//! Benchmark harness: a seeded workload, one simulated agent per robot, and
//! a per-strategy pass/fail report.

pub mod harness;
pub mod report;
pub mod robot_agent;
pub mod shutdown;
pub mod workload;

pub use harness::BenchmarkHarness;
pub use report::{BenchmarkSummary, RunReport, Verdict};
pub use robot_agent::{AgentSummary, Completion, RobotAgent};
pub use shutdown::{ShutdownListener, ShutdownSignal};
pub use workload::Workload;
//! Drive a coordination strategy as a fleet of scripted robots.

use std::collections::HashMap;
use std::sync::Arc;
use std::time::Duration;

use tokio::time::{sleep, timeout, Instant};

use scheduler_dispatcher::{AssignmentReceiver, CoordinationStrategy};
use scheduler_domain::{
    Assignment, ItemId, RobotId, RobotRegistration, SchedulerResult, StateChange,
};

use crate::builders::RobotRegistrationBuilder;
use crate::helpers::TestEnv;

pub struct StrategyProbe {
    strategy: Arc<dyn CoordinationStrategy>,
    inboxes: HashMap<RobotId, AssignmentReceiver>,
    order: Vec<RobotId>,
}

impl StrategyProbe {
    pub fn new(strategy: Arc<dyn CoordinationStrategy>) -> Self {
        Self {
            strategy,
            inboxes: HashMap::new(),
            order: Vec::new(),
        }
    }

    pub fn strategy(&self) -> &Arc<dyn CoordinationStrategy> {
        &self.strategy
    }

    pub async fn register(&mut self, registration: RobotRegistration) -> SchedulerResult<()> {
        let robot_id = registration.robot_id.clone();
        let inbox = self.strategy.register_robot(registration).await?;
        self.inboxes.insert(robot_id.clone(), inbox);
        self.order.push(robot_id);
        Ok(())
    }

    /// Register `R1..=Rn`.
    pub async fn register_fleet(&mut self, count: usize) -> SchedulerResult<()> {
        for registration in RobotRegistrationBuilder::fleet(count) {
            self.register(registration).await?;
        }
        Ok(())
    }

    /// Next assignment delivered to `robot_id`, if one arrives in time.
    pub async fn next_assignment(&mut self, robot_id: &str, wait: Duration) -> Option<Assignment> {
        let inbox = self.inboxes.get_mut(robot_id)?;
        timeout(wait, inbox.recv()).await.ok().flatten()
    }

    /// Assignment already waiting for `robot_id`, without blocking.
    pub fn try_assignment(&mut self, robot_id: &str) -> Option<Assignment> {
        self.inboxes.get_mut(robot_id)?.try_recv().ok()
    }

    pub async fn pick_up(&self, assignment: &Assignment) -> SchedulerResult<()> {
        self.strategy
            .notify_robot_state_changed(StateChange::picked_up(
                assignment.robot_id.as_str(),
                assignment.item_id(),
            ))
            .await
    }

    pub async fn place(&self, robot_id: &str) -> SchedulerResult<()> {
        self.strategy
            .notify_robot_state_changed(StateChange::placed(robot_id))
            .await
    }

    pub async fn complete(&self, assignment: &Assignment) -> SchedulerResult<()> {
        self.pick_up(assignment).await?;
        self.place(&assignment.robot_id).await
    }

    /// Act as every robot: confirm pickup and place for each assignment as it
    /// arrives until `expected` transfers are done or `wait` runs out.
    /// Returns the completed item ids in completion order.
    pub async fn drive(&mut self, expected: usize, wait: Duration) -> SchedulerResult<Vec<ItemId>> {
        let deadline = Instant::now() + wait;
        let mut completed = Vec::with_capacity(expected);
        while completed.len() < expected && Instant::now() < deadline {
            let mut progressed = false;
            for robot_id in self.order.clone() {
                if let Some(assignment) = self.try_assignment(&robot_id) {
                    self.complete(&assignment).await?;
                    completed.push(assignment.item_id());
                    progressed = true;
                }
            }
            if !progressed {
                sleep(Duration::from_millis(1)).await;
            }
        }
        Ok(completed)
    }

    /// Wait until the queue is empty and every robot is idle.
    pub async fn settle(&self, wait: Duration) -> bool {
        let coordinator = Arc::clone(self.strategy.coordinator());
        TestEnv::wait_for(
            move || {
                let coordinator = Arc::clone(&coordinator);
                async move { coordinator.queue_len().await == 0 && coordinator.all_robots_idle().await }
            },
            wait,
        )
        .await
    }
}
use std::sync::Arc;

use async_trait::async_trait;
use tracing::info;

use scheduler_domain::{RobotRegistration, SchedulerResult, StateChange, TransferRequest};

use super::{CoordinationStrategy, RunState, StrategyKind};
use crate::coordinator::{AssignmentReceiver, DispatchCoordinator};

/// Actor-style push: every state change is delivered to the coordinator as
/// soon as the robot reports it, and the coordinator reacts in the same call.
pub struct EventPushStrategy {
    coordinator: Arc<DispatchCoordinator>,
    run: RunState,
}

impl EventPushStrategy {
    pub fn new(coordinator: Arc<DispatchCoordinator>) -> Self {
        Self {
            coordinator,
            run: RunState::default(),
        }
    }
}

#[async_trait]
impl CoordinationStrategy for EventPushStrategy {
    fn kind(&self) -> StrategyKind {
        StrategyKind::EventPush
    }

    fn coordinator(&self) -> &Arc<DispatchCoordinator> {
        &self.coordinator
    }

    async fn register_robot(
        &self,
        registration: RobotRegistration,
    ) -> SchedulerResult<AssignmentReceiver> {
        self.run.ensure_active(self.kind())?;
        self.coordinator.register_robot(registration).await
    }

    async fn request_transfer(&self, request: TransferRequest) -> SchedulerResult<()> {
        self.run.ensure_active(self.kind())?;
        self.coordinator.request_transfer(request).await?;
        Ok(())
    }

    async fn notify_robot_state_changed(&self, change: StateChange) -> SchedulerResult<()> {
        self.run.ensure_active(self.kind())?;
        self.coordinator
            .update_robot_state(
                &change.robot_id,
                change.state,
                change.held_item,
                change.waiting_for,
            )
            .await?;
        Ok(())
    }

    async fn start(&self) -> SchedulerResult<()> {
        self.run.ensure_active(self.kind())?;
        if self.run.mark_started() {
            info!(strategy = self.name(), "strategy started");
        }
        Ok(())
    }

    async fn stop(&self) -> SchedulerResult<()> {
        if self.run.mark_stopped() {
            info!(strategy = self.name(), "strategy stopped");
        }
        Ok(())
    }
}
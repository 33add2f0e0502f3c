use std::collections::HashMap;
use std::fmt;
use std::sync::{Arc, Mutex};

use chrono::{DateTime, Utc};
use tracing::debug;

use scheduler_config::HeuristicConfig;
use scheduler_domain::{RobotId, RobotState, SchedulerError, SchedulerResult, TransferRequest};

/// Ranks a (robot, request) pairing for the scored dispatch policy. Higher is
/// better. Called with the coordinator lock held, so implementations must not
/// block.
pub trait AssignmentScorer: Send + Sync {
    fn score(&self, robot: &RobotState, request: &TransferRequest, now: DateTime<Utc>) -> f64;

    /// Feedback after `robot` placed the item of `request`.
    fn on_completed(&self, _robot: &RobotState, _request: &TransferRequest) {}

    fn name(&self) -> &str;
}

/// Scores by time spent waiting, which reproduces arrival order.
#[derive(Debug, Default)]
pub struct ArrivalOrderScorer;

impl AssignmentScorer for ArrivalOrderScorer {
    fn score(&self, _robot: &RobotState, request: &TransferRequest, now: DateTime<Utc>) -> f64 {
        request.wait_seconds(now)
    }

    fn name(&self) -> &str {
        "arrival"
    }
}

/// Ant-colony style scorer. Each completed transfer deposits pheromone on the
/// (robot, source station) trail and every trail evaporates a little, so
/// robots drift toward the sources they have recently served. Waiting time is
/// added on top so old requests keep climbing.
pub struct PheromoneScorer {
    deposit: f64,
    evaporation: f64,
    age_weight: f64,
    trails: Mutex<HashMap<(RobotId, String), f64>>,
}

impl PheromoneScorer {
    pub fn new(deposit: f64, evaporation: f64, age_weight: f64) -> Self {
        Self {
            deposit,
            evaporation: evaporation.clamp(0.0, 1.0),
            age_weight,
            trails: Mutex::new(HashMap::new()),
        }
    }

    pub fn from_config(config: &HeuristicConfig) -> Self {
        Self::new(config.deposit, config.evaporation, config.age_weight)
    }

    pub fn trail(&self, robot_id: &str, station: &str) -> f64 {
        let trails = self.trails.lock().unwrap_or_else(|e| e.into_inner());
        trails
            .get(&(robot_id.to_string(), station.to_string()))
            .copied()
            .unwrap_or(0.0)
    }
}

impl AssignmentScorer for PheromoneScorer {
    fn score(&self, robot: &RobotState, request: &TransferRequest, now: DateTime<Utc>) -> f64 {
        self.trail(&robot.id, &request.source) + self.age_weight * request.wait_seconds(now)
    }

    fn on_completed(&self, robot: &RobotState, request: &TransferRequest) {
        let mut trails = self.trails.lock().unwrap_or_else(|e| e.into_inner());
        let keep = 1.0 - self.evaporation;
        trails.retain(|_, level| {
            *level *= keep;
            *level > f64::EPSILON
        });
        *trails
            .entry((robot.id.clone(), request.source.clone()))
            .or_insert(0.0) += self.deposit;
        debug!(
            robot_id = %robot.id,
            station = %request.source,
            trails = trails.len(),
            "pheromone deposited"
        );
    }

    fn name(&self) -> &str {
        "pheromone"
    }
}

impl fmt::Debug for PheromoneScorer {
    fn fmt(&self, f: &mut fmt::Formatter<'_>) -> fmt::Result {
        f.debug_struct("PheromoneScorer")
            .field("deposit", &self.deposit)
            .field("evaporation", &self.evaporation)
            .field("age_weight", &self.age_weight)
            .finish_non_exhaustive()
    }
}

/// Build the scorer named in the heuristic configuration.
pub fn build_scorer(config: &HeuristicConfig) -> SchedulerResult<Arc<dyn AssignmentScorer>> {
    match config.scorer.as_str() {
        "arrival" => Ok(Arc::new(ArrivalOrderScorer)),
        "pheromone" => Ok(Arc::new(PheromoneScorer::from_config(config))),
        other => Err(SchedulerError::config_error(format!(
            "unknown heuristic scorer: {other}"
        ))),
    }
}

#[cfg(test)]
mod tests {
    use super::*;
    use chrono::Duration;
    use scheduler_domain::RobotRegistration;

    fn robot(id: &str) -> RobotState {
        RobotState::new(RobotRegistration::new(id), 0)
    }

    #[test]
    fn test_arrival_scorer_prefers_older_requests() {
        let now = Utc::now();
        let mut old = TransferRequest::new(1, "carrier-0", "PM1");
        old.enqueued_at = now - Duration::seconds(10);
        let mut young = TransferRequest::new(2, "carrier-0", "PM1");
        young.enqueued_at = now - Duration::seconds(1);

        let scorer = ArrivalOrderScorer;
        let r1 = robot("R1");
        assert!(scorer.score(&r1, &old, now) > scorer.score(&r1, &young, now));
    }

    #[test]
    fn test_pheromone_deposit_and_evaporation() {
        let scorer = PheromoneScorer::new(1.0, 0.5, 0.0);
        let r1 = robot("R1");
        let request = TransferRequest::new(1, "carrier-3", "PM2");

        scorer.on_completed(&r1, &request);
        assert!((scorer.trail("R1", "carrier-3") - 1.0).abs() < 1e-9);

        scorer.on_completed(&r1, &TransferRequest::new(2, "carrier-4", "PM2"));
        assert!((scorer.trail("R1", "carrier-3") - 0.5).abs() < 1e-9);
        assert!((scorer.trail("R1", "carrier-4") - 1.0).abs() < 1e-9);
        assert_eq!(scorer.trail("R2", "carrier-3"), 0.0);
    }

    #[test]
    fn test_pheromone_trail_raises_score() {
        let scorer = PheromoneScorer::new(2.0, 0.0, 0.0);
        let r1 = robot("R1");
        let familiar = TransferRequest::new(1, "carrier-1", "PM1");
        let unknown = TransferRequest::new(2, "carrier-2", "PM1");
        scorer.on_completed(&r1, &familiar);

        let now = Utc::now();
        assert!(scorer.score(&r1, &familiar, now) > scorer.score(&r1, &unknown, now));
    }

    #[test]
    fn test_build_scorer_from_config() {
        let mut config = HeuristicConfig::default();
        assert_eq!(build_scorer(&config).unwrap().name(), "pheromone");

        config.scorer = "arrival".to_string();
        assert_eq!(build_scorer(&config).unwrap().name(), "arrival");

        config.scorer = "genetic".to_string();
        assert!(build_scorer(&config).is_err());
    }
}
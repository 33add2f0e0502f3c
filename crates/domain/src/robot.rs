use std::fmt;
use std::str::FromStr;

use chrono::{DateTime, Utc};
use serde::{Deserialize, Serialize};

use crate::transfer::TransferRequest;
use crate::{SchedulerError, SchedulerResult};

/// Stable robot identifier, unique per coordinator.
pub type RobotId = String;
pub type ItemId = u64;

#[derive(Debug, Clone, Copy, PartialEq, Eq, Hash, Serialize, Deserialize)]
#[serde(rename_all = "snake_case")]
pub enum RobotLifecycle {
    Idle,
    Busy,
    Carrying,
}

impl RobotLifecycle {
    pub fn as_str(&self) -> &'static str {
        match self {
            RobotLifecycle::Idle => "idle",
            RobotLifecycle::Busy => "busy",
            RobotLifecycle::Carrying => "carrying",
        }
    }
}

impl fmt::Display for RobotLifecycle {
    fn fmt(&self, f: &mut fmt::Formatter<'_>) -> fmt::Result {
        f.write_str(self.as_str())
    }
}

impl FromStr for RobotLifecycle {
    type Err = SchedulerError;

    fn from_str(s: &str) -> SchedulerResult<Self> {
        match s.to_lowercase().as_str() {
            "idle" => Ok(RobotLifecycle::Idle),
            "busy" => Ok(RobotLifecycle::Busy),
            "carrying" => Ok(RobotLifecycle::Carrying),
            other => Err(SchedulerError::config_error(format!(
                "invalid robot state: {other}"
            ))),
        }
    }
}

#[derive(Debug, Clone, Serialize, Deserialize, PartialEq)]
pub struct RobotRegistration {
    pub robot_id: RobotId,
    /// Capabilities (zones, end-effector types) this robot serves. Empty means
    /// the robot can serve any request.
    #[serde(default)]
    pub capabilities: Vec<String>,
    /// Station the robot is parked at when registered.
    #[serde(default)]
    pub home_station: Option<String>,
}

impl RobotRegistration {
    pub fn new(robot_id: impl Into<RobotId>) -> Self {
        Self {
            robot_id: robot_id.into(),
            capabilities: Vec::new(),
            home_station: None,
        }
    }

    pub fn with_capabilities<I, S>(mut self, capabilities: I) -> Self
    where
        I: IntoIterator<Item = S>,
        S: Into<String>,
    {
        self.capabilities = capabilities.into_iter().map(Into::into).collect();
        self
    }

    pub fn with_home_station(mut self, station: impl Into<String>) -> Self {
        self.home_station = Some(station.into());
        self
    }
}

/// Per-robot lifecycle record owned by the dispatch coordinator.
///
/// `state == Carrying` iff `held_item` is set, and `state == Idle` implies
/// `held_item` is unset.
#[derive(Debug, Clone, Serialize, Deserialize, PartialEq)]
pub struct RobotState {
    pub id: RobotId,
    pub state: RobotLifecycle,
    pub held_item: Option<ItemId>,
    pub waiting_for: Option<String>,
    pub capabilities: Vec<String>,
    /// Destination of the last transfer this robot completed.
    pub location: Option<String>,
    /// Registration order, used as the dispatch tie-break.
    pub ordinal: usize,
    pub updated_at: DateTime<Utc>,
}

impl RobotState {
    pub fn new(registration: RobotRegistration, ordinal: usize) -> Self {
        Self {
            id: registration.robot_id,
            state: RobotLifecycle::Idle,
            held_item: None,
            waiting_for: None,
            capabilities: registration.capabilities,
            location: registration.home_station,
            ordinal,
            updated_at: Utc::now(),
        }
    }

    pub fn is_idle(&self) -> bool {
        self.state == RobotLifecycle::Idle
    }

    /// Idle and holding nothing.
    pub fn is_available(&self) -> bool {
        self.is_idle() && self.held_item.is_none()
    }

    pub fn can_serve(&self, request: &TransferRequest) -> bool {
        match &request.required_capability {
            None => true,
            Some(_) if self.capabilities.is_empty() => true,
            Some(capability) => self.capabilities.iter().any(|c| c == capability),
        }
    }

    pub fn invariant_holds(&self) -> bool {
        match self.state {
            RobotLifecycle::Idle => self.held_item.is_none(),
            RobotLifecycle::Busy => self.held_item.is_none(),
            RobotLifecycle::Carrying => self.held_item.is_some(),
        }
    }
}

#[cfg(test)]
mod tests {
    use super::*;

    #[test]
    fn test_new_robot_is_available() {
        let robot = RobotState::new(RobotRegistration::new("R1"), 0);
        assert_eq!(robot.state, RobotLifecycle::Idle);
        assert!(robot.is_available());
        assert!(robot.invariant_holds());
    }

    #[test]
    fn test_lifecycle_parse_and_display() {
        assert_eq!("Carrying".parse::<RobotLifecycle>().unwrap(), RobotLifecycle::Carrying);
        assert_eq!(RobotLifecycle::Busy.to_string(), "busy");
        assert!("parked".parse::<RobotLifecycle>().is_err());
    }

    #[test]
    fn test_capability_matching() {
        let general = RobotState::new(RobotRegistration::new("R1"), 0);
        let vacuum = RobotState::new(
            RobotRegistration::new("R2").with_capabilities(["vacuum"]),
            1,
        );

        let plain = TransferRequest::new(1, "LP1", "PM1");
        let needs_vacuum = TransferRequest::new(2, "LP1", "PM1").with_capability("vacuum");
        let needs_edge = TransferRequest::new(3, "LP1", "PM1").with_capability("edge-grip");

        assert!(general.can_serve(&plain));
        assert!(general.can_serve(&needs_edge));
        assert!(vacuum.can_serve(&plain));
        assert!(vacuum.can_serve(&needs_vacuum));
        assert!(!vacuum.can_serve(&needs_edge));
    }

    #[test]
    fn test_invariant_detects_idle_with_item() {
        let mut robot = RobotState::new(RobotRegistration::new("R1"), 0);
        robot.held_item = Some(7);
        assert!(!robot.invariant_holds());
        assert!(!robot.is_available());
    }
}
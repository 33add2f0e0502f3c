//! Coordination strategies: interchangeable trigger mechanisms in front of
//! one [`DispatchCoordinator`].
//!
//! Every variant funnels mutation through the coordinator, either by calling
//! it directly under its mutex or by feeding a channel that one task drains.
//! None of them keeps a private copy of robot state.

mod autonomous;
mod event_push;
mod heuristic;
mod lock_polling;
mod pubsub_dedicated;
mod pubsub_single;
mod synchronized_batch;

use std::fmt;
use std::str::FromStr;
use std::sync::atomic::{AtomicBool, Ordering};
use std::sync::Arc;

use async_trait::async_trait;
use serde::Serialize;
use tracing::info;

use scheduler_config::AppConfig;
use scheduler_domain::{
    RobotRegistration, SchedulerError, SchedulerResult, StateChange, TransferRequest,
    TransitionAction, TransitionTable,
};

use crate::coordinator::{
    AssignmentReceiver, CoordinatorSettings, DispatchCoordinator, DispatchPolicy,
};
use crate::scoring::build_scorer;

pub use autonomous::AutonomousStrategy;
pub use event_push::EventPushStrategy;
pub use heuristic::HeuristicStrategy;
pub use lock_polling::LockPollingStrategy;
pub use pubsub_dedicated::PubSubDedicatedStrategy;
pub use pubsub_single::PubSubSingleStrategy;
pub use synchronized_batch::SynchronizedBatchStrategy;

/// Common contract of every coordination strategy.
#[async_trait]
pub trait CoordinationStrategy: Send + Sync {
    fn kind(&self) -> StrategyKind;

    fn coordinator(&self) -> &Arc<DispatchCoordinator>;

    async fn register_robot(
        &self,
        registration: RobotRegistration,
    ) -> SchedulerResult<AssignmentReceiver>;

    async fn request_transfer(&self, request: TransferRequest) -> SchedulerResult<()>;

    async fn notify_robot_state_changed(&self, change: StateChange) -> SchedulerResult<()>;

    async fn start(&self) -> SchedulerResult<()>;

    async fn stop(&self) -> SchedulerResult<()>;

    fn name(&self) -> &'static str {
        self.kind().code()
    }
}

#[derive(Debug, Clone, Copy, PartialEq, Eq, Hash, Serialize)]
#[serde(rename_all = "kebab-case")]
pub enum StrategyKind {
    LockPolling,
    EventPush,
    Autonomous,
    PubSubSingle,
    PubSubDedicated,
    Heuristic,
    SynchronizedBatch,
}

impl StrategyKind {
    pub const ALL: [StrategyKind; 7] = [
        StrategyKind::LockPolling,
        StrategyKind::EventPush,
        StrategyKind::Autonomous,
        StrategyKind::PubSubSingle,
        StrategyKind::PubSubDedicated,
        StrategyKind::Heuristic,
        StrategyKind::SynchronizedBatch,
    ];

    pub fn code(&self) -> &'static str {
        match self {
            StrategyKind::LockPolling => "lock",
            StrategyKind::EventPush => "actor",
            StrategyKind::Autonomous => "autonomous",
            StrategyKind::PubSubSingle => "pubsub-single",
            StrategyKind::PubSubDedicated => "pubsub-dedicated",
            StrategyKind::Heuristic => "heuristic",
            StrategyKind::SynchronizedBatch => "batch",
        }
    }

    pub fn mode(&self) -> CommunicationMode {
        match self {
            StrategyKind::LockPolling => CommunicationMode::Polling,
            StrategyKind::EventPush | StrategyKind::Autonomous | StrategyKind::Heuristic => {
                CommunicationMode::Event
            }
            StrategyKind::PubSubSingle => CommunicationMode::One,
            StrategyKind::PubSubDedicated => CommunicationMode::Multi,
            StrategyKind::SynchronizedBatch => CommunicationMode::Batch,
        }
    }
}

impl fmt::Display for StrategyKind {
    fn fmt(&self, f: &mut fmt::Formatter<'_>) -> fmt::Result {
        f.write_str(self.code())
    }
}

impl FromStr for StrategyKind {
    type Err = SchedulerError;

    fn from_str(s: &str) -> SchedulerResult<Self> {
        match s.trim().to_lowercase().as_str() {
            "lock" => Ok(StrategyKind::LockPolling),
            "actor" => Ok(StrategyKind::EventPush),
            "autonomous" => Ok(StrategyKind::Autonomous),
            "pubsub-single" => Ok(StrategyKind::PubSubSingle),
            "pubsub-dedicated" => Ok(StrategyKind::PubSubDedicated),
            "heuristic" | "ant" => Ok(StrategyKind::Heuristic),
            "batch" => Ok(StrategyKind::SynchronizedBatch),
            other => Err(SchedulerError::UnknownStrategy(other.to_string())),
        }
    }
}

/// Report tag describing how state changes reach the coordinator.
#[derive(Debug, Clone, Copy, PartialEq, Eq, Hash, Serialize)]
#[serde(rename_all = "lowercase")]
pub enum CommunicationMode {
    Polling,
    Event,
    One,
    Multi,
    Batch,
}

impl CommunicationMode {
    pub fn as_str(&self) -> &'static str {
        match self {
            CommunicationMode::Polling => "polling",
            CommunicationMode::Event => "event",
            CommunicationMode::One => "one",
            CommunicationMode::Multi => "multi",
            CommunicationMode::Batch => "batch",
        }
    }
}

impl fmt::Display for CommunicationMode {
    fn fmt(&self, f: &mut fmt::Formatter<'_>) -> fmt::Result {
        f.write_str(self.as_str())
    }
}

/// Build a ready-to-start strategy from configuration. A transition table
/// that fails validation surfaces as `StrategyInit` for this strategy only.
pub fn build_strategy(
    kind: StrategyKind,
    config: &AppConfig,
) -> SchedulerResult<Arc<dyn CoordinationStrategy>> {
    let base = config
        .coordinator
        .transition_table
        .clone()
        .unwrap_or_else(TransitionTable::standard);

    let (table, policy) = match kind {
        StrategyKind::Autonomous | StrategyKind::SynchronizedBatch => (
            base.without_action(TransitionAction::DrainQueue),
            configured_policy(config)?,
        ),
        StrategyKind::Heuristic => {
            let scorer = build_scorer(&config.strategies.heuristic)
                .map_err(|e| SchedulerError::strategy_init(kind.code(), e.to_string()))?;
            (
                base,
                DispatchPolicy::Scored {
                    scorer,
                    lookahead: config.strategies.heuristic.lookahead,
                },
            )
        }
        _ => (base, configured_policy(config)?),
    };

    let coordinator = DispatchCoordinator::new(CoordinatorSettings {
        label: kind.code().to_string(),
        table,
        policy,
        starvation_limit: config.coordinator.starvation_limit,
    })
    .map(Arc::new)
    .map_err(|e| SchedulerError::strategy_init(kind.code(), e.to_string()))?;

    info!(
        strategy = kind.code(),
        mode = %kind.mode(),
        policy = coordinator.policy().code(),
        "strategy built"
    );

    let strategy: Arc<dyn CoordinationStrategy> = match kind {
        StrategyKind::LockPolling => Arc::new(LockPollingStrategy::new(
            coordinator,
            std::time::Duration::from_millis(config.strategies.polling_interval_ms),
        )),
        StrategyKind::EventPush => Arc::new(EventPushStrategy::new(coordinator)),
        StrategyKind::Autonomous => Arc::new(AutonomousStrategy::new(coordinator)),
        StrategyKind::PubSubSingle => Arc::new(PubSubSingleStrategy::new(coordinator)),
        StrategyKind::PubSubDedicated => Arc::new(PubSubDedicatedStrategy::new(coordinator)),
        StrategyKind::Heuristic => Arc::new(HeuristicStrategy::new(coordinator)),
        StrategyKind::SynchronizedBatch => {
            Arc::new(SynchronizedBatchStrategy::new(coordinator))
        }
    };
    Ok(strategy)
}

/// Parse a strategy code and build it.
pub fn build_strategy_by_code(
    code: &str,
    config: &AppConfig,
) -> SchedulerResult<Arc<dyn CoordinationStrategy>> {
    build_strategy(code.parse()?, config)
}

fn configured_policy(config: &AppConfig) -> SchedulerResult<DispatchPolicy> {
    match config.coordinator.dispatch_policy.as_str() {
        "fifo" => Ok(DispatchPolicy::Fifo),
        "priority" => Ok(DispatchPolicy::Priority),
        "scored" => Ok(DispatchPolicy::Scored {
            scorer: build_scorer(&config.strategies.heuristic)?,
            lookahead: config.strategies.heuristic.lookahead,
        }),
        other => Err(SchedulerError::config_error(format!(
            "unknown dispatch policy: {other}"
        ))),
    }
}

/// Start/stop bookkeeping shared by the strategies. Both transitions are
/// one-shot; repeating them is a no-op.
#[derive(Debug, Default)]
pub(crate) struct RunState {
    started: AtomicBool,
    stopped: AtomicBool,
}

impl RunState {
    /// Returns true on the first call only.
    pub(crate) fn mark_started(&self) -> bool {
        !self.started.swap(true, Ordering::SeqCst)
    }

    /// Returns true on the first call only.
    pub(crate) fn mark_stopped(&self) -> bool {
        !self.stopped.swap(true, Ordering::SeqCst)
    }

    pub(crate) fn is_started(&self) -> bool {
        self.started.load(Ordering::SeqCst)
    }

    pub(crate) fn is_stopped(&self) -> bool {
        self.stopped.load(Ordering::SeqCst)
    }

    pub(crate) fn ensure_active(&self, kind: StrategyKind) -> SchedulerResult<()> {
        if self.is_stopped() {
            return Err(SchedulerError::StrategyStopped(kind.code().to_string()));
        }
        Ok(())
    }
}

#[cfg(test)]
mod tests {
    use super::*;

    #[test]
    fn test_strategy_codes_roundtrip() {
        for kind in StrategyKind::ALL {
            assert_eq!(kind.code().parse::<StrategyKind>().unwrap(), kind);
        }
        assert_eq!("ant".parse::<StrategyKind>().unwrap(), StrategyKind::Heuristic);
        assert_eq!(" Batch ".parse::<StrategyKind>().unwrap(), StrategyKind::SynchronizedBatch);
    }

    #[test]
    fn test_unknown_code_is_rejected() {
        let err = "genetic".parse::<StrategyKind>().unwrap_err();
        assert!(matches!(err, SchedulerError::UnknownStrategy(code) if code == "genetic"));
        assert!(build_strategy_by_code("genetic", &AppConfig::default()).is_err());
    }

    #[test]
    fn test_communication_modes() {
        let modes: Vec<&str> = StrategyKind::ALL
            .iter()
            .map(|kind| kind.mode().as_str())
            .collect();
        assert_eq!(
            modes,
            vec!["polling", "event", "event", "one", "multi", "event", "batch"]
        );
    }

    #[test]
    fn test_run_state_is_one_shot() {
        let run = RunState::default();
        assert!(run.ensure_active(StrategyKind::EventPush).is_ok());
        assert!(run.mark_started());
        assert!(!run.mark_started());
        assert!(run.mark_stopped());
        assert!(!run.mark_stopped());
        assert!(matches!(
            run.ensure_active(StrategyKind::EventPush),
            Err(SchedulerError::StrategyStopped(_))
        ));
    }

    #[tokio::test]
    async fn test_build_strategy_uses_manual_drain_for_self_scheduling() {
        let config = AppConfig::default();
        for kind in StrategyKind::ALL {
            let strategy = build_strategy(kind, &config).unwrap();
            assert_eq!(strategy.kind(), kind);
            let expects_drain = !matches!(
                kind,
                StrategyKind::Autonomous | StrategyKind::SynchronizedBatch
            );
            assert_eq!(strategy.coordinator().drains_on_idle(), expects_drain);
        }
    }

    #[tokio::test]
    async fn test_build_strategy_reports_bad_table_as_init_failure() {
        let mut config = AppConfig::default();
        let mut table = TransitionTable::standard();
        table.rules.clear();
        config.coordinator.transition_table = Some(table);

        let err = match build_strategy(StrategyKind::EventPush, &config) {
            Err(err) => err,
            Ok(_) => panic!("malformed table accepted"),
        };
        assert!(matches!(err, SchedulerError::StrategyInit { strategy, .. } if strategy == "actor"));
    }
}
============
### What you need to do
Beginning at the first line of the records, give again each line exactly as written, ending with the line that contains "of scripted robots.".

### Response to the task
//! Benchmark harness: a seeded workload, one simulated agent per robot, and
//! a per-strategy pass/fail report.

pub mod harness;
pub mod report;
pub mod robot_agent;
pub mod shutdown;
pub mod workload;

pub use harness::BenchmarkHarness;
pub use report::{BenchmarkSummary, RunReport, Verdict};
pub use robot_agent::{AgentSummary, Completion, RobotAgent};
pub use shutdown::{ShutdownListener, ShutdownSignal};
pub use workload::Workload;
//! Drive a coordination strategy as a fleet of scripted robots.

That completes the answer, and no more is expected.